- TASK INPUT:
--

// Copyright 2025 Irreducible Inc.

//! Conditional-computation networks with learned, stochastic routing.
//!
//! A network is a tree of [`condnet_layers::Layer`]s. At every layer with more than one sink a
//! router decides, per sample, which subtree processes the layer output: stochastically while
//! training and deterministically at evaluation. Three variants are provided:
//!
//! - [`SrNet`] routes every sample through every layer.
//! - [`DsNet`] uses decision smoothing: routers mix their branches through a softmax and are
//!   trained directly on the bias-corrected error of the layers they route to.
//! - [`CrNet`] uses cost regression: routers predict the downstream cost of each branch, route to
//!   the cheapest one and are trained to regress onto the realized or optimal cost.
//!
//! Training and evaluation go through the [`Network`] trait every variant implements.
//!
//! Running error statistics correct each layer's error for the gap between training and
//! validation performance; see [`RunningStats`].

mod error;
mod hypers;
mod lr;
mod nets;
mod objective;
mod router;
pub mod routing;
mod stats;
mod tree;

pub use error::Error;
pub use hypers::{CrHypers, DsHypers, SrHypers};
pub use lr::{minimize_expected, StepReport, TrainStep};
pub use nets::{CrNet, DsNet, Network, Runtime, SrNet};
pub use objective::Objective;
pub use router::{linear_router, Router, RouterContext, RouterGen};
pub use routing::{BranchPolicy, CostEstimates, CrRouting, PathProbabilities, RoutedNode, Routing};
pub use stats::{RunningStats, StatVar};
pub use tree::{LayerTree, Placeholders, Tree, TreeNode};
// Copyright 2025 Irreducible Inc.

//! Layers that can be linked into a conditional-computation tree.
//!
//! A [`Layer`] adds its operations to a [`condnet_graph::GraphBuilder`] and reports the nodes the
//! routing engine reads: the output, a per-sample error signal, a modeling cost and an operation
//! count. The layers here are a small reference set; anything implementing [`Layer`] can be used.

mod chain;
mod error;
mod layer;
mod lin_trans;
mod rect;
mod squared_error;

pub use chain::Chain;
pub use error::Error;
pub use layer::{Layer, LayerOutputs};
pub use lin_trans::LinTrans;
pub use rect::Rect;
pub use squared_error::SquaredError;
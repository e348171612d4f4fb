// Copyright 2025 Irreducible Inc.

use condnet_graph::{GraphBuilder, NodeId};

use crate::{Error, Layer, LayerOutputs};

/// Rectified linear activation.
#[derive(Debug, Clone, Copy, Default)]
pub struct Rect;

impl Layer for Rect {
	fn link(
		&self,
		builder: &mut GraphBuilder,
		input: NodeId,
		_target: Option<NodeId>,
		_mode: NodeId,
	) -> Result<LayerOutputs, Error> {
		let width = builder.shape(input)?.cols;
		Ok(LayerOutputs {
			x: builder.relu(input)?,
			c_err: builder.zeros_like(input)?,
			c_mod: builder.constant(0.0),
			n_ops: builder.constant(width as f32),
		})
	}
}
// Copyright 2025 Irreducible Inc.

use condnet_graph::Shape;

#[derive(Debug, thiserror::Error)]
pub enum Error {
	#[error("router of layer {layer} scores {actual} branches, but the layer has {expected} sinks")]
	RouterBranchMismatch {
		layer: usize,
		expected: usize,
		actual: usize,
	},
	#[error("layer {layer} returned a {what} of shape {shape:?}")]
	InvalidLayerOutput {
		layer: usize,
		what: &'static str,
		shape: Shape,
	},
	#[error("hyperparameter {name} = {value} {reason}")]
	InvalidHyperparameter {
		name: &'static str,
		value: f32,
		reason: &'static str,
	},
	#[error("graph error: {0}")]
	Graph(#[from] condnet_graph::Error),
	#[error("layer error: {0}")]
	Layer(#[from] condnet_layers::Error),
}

--

- TASK STATEMENT: All lines holding the word "what" must be found in the listing and copied.

- RESULT:
	#[error("layer {layer} returned a {what} of shape {shape:?}")]
		what: &'static str,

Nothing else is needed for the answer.